(Stored items)
◇ ◇ ◇ ◇ ◇ ◇ ◇

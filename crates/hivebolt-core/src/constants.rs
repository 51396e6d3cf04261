//! ─── HiveBolt Protocol Constants ────────────────────────────────────────────
//!
//! Fixed protocol parameters shared by every node. Tunable per-network values
//! live in [`crate::config::ChainConfig`] instead.

// ── Identity ─────────────────────────────────────────────────────────────────

/// Human-readable address prefix.
pub const ADDRESS_PREFIX: &str = "hb";

/// Address payload length: first 20 bytes of SHA-256 of the compressed pubkey.
pub const ADDRESS_PAYLOAD_BYTES: usize = 20;

/// Compressed secp256k1 public key length.
pub const PUBKEY_BYTES: usize = 33;

/// Raw `R ∥ S` signature length.
pub const SIGNATURE_BYTES: usize = 64;

// ── Domain-separation tags for signing digests ───────────────────────────────

/// Prefixed to the canonical transaction body before hashing for signatures.
pub const TX_SIGNING_TAG: &[u8] = b"TX\0";

/// Prefixed to the canonical block header before hashing for PoA signatures.
pub const BLOCK_SIGNING_TAG: &[u8] = b"BLOCK\0";

/// Prefixed to handshake nonces before hashing for challenge signatures.
pub const HANDSHAKE_SIGNING_TAG: &[u8] = b"HELLO\0";

// ── Chain ────────────────────────────────────────────────────────────────────

/// Current transaction wire version.
pub const TX_VERSION: u32 = 1;

/// `prev_hash` of the genesis block.
pub const GENESIS_PREV_HASH: &str = "0";

/// Genesis timestamp: 2026-01-01 00:00:00 UTC, in milliseconds.
/// Fixed so every node derives the identical genesis hash.
pub const GENESIS_TIMESTAMP_MS: u64 = 1_767_225_600_000;

/// Confirmations required before deferred hardware actions commit.
pub const CONFIRMATION_DEPTH: u64 = 6;

// ── Mempool ──────────────────────────────────────────────────────────────────

/// Admission window around the local clock: 24 hours in milliseconds.
pub const MEMPOOL_MAX_TX_AGE_MS: u64 = 24 * 3600 * 1000;

// ── VM ───────────────────────────────────────────────────────────────────────

/// Operand stack capacity. A push onto a full stack is fatal to the contract.
pub const VM_STACK_CAPACITY: usize = 1024;

/// Minimum spacing between two invocations of the same `(contract, syscall)`
/// pair, measured against the block's declared timestamp.
pub const SYSCALL_RATE_WINDOW_MS: u64 = 1000;

// ── P2P wire ─────────────────────────────────────────────────────────────────

/// Protocol version advertised in HELLO.
pub const PROTOCOL_VERSION: u32 = 1;

/// Hard cap on a single frame payload: 5 MiB.
pub const MAX_FRAME_PAYLOAD_BYTES: u32 = 5 * 1024 * 1024;

/// Handshake nonce length.
pub const HANDSHAKE_NONCE_BYTES: usize = 32;
use std::collections::HashMap;

use hivebolt_core::constants::SYSCALL_RATE_WINDOW_MS;
use hivebolt_core::error::VmError;
use hivebolt_core::types::Address;

/// Per-`(contract, syscall)` invocation throttle.
///
/// Times are the *declared block timestamps*, never wall clock: every
/// replica sees the same sequence of timestamps and therefore makes the same
/// allow/deny decisions. Two invocations of the same pair within
/// [`SYSCALL_RATE_WINDOW_MS`] abort the contract.
#[derive(Clone, Debug, Default)]
pub struct SyscallLimiter {
    last_invocation: HashMap<(Address, u8), u64>,
}

impl SyscallLimiter {
    pub fn new() -> Self {
        Self::default()
    }

    /// Check the window for `(contract, syscall)` at block time `now_ms` and
    /// record the invocation if allowed.
    pub fn check_and_record(
        &mut self,
        contract: Address,
        syscall: u8,
        now_ms: u64,
    ) -> Result<(), VmError> {
        let key = (contract, syscall);
        if let Some(&last) = self.last_invocation.get(&key) {
            if now_ms.saturating_sub(last) < SYSCALL_RATE_WINDOW_MS {
                return Err(VmError::RateLimited {
                    syscall,
                    window_ms: SYSCALL_RATE_WINDOW_MS,
                });
            }
        }
        self.last_invocation.insert(key, now_ms);
        Ok(())
    }
}

#[cfg(test)]
mod tests {
    use super::*;

    fn addr(b: u8) -> Address {
        Address::from_bytes([b; 20])
    }

    #[test]
    fn second_call_inside_window_is_limited() {
        let mut limiter = SyscallLimiter::new();
        limiter.check_and_record(addr(1), 2, 1000).unwrap();
        assert!(matches!(
            limiter.check_and_record(addr(1), 2, 1999),
            Err(VmError::RateLimited { .. })
        ));
    }

    #[test]
    fn call_at_window_edge_is_allowed() {
        let mut limiter = SyscallLimiter::new();
        limiter.check_and_record(addr(1), 2, 1000).unwrap();
        limiter.check_and_record(addr(1), 2, 2000).unwrap();
    }

    #[test]
    fn pairs_are_independent() {
        let mut limiter = SyscallLimiter::new();
        limiter.check_and_record(addr(1), 2, 1000).unwrap();
        limiter.check_and_record(addr(1), 1, 1000).unwrap();
        limiter.check_and_record(addr(2), 2, 1000).unwrap();
    }
}
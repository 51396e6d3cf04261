use std::collections::VecDeque;
use std::sync::Mutex;
use tokio::sync::Notify;
use tracing::warn;

use hivebolt_core::block::Block;
use hivebolt_core::transaction::Transaction;

/// A validated inbound item handed from a session task to the chain writer.
#[derive(Clone, Debug)]
pub enum PeerEvent {
    Transaction(Transaction),
    Block(Block),
    PeerList(Vec<String>),
}

impl PeerEvent {
    fn is_block(&self) -> bool {
        matches!(self, PeerEvent::Block(_))
    }
}

/// Bounded queue between the I/O sessions and the single chain writer.
///
/// Backpressure policy: when full, the oldest non-block item is dropped to
/// make room; blocks are never dropped — if the queue is all blocks it grows
/// past capacity, loudly.
#[derive(Debug)]
pub struct InboundQueue {
    items: Mutex<VecDeque<PeerEvent>>,
    notify: Notify,
    capacity: usize,
}

impl InboundQueue {
    pub fn new(capacity: usize) -> Self {
        Self {
            items: Mutex::new(VecDeque::with_capacity(capacity.max(1))),
            notify: Notify::new(),
            capacity: capacity.max(1),
        }
    }

    /// Enqueue an event, applying the drop policy when at capacity.
    pub fn push(&self, event: PeerEvent) {
        {
            let mut items = self.items.lock().expect("inbound queue mutex poisoned");
            if items.len() >= self.capacity {
                if let Some(pos) = items.iter().position(|e| !e.is_block()) {
                    items.remove(pos);
                    warn!("inbound queue full; dropped oldest non-block message");
                } else if !event.is_block() {
                    warn!("inbound queue full of blocks; dropped incoming non-block message");
                    return;
                } else {
                    warn!(
                        len = items.len(),
                        "inbound queue full of blocks; growing past capacity"
                    );
                }
            }
            items.push_back(event);
        }
        self.notify.notify_one();
    }

    /// Wait for the next event.
    pub async fn pop(&self) -> PeerEvent {
        loop {
            {
                let mut items = self.items.lock().expect("inbound queue mutex poisoned");
                if let Some(event) = items.pop_front() {
                    return event;
                }
            }
            self.notify.notified().await;
        }
    }

    pub fn len(&self) -> usize {
        self.items.lock().expect("inbound queue mutex poisoned").len()
    }

    pub fn is_empty(&self) -> bool {
        self.len() == 0
    }
}
//! hivebolt-node — the HiveBolt full-node binary.
//!
//! Startup sequence:
//!   1. Load configuration and the node identity key
//!   2. Open (or initialise) the encrypted chain database
//!   3. Restore the chain: snapshot, tip, or fresh genesis
//!   4. Start the P2P listener and dial configured peers
//!   5. Run the chain writer loop: admit transactions, apply blocks,
//!      author blocks when this node is a validator

mod config;

use std::path::PathBuf;
use std::str::FromStr;
use std::sync::{Arc, Mutex};

use anyhow::Context;
use clap::Parser;
use tokio::time::{interval, Duration, MissedTickBehavior};
use tracing::{info, warn};

use hivebolt_chain::{ChainManager, Mempool};
use hivebolt_consensus::ValidatorSet;
use hivebolt_core::types::Address;
use hivebolt_crypto::KeyPair;
use hivebolt_p2p::{NetMessage, P2pConfig, P2pHandle, P2pNetwork, PeerEvent};
use hivebolt_state::ChainDb;

use crate::config::NodeConfig;

#[derive(Parser, Debug)]
#[command(
    name = "hivebolt-node",
    version,
    about = "HiveBolt full node — consensus-backed execution for IoT fleets"
)]
struct Args {
    /// Path to the node configuration JSON.
    #[arg(long, default_value = "hivebolt.json")]
    config: PathBuf,

    /// Directory for the persistent chain database.
    #[arg(long, default_value = "hivebolt-data")]
    data_dir: PathBuf,

    /// Override the configured P2P listen address.
    #[arg(long)]
    listen: Option<String>,

    /// Extra peers to dial (comma-separated host:port).
    #[arg(long, value_delimiter = ',')]
    peers: Vec<String>,
}

#[tokio::main]
async fn main() -> anyhow::Result<()> {
    tracing_subscriber::fmt()
        .with_env_filter(
            tracing_subscriber::EnvFilter::try_from_default_env()
                .unwrap_or_else(|_| "info,hivebolt=debug".parse().expect("static filter parses")),
        )
        .init();

    let args = Args::parse();
    info!("HiveBolt node starting");

    // ── Configuration and identity ────────────────────────────────────────────
    let mut node_config = NodeConfig::load(&args.config)
        .with_context(|| format!("loading config from {}", args.config.display()))?;
    if let Some(listen) = args.listen {
        node_config.listen_addr = listen;
    }
    node_config.peers.extend(args.peers);

    let keypair = Arc::new(
        KeyPair::from_secret_hex(&node_config.node_secret_key)
            .map_err(|e| anyhow::anyhow!("node_secret_key: {e}"))?,
    );
    info!(address = %keypair.address(), "node identity");

    // ── Chain database ────────────────────────────────────────────────────────
    std::fs::create_dir_all(&args.data_dir)
        .with_context(|| format!("creating data dir {}", args.data_dir.display()))?;
    let storage_key = node_config.storage_key_bytes()?;
    // A wrong-size key is fatal: refuse to half-initialize.
    let db = Arc::new(ChainDb::open(&args.data_dir, &storage_key).context("opening chain db")?);

    // ── Consensus state ───────────────────────────────────────────────────────
    let validators =
        ValidatorSet::from_roster(&node_config.validators).context("validator roster")?;
    let mempool = Arc::new(Mutex::new(Mempool::new(
        node_config.chain.mempool_limit as usize,
    )));
    let mut manager = ChainManager::open(
        node_config.chain.clone(),
        db,
        validators.clone(),
        node_config.hardware(),
        Arc::clone(&mempool),
    )
    .context("initializing chain")?;
    info!(height = manager.height(), tip = %manager.tip().hash, "chain ready");

    for (address, capability) in node_config.capability_grants()? {
        manager.grant_capability(address, capability)?;
    }

    // ── Authoring role ────────────────────────────────────────────────────────
    let authoring = match &node_config.validator_id {
        Some(id) if validators.is_validator(id) => {
            let miner = match &node_config.miner_address {
                Some(s) => Address::from_str(s).context("miner_address")?,
                None => keypair.address(),
            };
            info!(validator = %id, miner = %miner, "authoring enabled");
            Some((id.clone(), miner))
        }
        Some(id) => {
            warn!(validator = %id, "validator id not in roster; authoring disabled");
            None
        }
        None => None,
    };

    // ── P2P ───────────────────────────────────────────────────────────────────
    let p2p_config = P2pConfig {
        listen_addr: node_config.listen_addr.clone(),
        peers: node_config.peers.clone(),
        network_id: node_config.chain.network_id,
        ..P2pConfig::default()
    };
    let (network, p2p) = P2pNetwork::bind(p2p_config, Arc::clone(&keypair))
        .await
        .map_err(|e| anyhow::anyhow!("binding p2p listener: {e}"))?;
    tokio::spawn(async move {
        if let Err(e) = network.run().await {
            warn!(error = %e, "p2p listener stopped");
        }
    });

    // ── Writer loop ───────────────────────────────────────────────────────────
    run_writer(
        &mut manager,
        &mempool,
        &p2p,
        keypair.as_ref(),
        authoring,
        node_config.block_interval_ms,
    )
    .await;
    Ok(())
}

/// The single chain writer: every state mutation funnels through here.
async fn run_writer(
    manager: &mut ChainManager,
    mempool: &Arc<Mutex<Mempool>>,
    p2p: &P2pHandle,
    keypair: &KeyPair,
    authoring: Option<(String, Address)>,
    block_interval_ms: u64,
) {
    let mut ticker = interval(Duration::from_millis(block_interval_ms.max(1)));
    ticker.set_missed_tick_behavior(MissedTickBehavior::Delay);

    info!("node ready");
    loop {
        tokio::select! {
            event = p2p.inbound.pop() => match event {
                PeerEvent::Transaction(tx) => {
                    let txid = tx.txid();
                    if let Err(e) = manager.validate_transaction(&tx) {
                        warn!(txid = %txid, error = %e, "transaction rejected");
                        continue;
                    }
                    let now_ms = chrono::Utc::now().timestamp_millis() as u64;
                    let admitted = mempool
                        .lock()
                        .expect("mempool mutex poisoned")
                        .add(tx.clone(), now_ms);
                    match admitted {
                        Ok(()) => {
                            p2p.broadcast(NetMessage::Transaction(tx));
                        }
                        Err(e) => warn!(txid = %txid, error = %e, "mempool rejected"),
                    }
                }
                PeerEvent::Block(block) => {
                    match manager.apply_block(&block) {
                        Ok(()) => {
                            p2p.broadcast(NetMessage::Block(block));
                        }
                        Err(e) => warn!(height = block.index, error = %e, "block rejected"),
                    }
                }
                PeerEvent::PeerList(peers) => {
                    info!(count = peers.len(), "received peer list");
                }
            },

            _ = ticker.tick() => {
                // Author on a fixed cadence even with an empty mempool:
                // confirmation depth only advances as blocks land.
                let Some((validator_id, miner)) = &authoring else { continue };
                match manager.create_block(*miner, validator_id, keypair) {
                    Ok(block) => match manager.apply_block(&block) {
                        Ok(()) => {
                            info!(height = block.index, "authored block");
                            p2p.broadcast(NetMessage::Block(block));
                        }
                        Err(e) => warn!(error = %e, "authored block failed to apply"),
                    },
                    Err(e) => warn!(error = %e, "block creation failed"),
                }
            }
        }
    }
}
//! hivebolt-vm
//!
//! The deterministic metered virtual machine for on-chain IoT contracts,
//! plus the hardware layer it talks to: a capability-checked device registry
//! and the deferral queue that holds actuator writes until their block is
//! final.
//!
//! Execution is a pure function of `(bytecode, context, pre-state)` modulo
//! the deferred queue: no host I/O, no wall clock, no randomness.

pub mod context;
pub mod hardware;
pub mod limiter;
pub mod opcode;
pub mod vm;

pub use context::{account_handle, ExecutionContext};
pub use hardware::{DeferredAction, DeviceKind, HardwareBridge, HardwareError};
pub use limiter::SyscallLimiter;
pub use opcode::OpCode;
pub use vm::{Vm, VmOutcome};
//! keygen — generate a HiveBolt identity.
//!
//! Prints a fresh secp256k1 secret key (hex), the compressed public key,
//! and the derived `hb…` address. Suitable for `node_secret_key` and the
//! validator roster.

use clap::Parser;

use hivebolt_crypto::KeyPair;

#[derive(Parser, Debug)]
#[command(name = "keygen", version, about = "Generate a HiveBolt keypair")]
struct Args {
    /// Emit machine-readable JSON instead of labelled lines.
    #[arg(long)]
    json: bool,
}

fn main() {
    let args = Args::parse();
    let keypair = KeyPair::generate();
    let pubkey_hex = hex::encode(keypair.public_key());

    if args.json {
        println!(
            "{}",
            serde_json::json!({
                "secret_key": keypair.secret_hex(),
                "public_key": pubkey_hex,
                "address": keypair.address().to_string(),
            })
        );
    } else {
        println!("secret key: {}", keypair.secret_hex());
        println!("public key: {pubkey_hex}");
        println!("address:    {}", keypair.address());
    }
}
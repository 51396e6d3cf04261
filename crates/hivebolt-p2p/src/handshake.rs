use rand::RngCore;
use tokio::io::{AsyncRead, AsyncWrite};
use tokio::time::{timeout, Duration};
use tracing::debug;

use hivebolt_core::constants::{HANDSHAKE_NONCE_BYTES, PROTOCOL_VERSION};
use hivebolt_core::types::Address;
use hivebolt_crypto::{derive_address, handshake_digest, verify_digest, KeyPair};

use crate::config::P2pConfig;
use crate::frame::{read_frame, write_frame, P2pError};
use crate::message::NetMessage;

/// The authenticated identity of a peer after a completed handshake.
#[derive(Clone, Debug)]
pub struct PeerIdentity {
    pub pubkey: [u8; 33],
    pub address: Address,
}

/// Run the mutual handshake on a fresh connection, under the configured
/// deadline.
///
/// Both sides send `HELLO{version, network_id, nonce}`, answer the peer's
/// nonce with a signed `CHALLENGE`, verify, and confirm with
/// `HANDSHAKE_OK`. Either side failing any step kills the connection.
/// Handshake frames all carry seq 0; the per-direction counters start after
/// `HANDSHAKE_OK`.
pub async fn perform_handshake<S: AsyncRead + AsyncWrite + Unpin>(
    stream: &mut S,
    config: &P2pConfig,
    keypair: &KeyPair,
) -> Result<PeerIdentity, P2pError> {
    let deadline = Duration::from_millis(config.handshake_timeout_ms);
    timeout(deadline, handshake_inner(stream, config, keypair))
        .await
        .map_err(|_| P2pError::HandshakeTimeout)?
}

async fn handshake_inner<S: AsyncRead + AsyncWrite + Unpin>(
    stream: &mut S,
    config: &P2pConfig,
    keypair: &KeyPair,
) -> Result<PeerIdentity, P2pError> {
    let mut our_nonce = [0u8; HANDSHAKE_NONCE_BYTES];
    rand::rngs::OsRng.fill_bytes(&mut our_nonce);

    let hello = NetMessage::Hello {
        version: PROTOCOL_VERSION,
        network_id: config.network_id,
        nonce: our_nonce,
    };
    write_frame(stream, &hello.into_frame(0)).await?;

    let frame = read_frame(stream).await?;
    let peer_nonce = match NetMessage::decode(frame.msg_type, &frame.payload)? {
        NetMessage::Hello {
            version,
            network_id,
            nonce,
        } => {
            if version != PROTOCOL_VERSION {
                return Err(P2pError::VersionMismatch {
                    ours: PROTOCOL_VERSION,
                    theirs: version,
                });
            }
            if network_id != config.network_id {
                return Err(P2pError::NetworkMismatch {
                    ours: config.network_id,
                    theirs: network_id,
                });
            }
            nonce
        }
        other => {
            return Err(P2pError::Decode(format!(
                "expected HELLO, got message type {}",
                other.msg_type()
            )))
        }
    };

    // Prove our identity over the peer's nonce.
    let challenge = NetMessage::Challenge {
        pubkey: keypair.public_key(),
        signature: keypair.sign(&handshake_digest(&peer_nonce)),
    };
    write_frame(stream, &challenge.into_frame(0)).await?;

    let frame = read_frame(stream).await?;
    let peer = match NetMessage::decode(frame.msg_type, &frame.payload)? {
        NetMessage::Challenge { pubkey, signature } => {
            verify_digest(&pubkey, &handshake_digest(&our_nonce), &signature)
                .map_err(|_| P2pError::ChallengeFailed)?;
            let address = derive_address(&pubkey).map_err(|_| P2pError::ChallengeFailed)?;
            PeerIdentity { pubkey, address }
        }
        other => {
            return Err(P2pError::Decode(format!(
                "expected CHALLENGE, got message type {}",
                other.msg_type()
            )))
        }
    };

    write_frame(stream, &NetMessage::HandshakeOk.into_frame(0)).await?;
    let frame = read_frame(stream).await?;
    match NetMessage::decode(frame.msg_type, &frame.payload)? {
        NetMessage::HandshakeOk => {}
        other => {
            return Err(P2pError::Decode(format!(
                "expected HANDSHAKE_OK, got message type {}",
                other.msg_type()
            )))
        }
    }

    debug!(peer = %peer.address, "handshake complete");
    Ok(peer)
}

#[cfg(test)]
mod tests {
    use super::*;

    fn config(network_id: u32) -> P2pConfig {
        P2pConfig {
            network_id,
            handshake_timeout_ms: 2_000,
            ..P2pConfig::default()
        }
    }

    #[tokio::test]
    async fn mutual_handshake_succeeds() {
        let kp_a = KeyPair::generate();
        let kp_b = KeyPair::generate();
        let addr_a = kp_a.address();
        let addr_b = kp_b.address();
        let (mut side_a, mut side_b) = tokio::io::duplex(4096);

        let task_a = tokio::spawn(async move {
            perform_handshake(&mut side_a, &config(1), &kp_a).await
        });
        let task_b = tokio::spawn(async move {
            perform_handshake(&mut side_b, &config(1), &kp_b).await
        });

        let peer_of_a = task_a.await.unwrap().unwrap();
        let peer_of_b = task_b.await.unwrap().unwrap();
        assert_eq!(peer_of_a.address, addr_b);
        assert_eq!(peer_of_b.address, addr_a);
    }

    #[tokio::test]
    async fn network_mismatch_aborts() {
        let kp_a = KeyPair::generate();
        let kp_b = KeyPair::generate();
        let (mut side_a, mut side_b) = tokio::io::duplex(4096);

        let task_a = tokio::spawn(async move {
            perform_handshake(&mut side_a, &config(1), &kp_a).await
        });
        let task_b = tokio::spawn(async move {
            perform_handshake(&mut side_b, &config(2), &kp_b).await
        });

        assert!(matches!(
            task_a.await.unwrap(),
            Err(P2pError::NetworkMismatch { .. })
        ));
        assert!(task_b.await.unwrap().is_err());
    }

    #[tokio::test]
    async fn forged_challenge_fails() {
        let kp_honest = KeyPair::generate();
        let (mut honest_side, mut mallory_side) = tokio::io::duplex(4096);

        let honest = tokio::spawn(async move {
            perform_handshake(&mut honest_side, &config(1), &kp_honest).await
        });

        // Mallory speaks the protocol but signs garbage.
        let mallory = tokio::spawn(async move {
            let kp = KeyPair::generate();
            let hello = NetMessage::Hello {
                version: PROTOCOL_VERSION,
                network_id: 1,
                nonce: [7; 32],
            };
            write_frame(&mut mallory_side, &hello.into_frame(0))
                .await
                .unwrap();
            let _their_hello = read_frame(&mut mallory_side).await.unwrap();
            let forged = NetMessage::Challenge {
                pubkey: kp.public_key(),
                signature: [0; 64],
            };
            write_frame(&mut mallory_side, &forged.into_frame(0))
                .await
                .unwrap();
            let _their_challenge = read_frame(&mut mallory_side).await.unwrap();
        });

        assert!(matches!(
            honest.await.unwrap(),
            Err(P2pError::ChallengeFailed)
        ));
        let _ = mallory.await;
    }

    #[tokio::test]
    async fn silent_peer_times_out() {
        let kp = KeyPair::generate();
        let (mut side_a, _side_b) = tokio::io::duplex(4096);
        let mut cfg = config(1);
        cfg.handshake_timeout_ms = 50;
        assert!(matches!(
            perform_handshake(&mut side_a, &cfg, &kp).await,
            Err(P2pError::HandshakeTimeout)
        ));
    }
}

◇ ◇ ◇ ◇ ◇ ◇ ◇

The problem →
Give the count of lines in the data shown above that contain "display", and nothing else.

Task answer →
2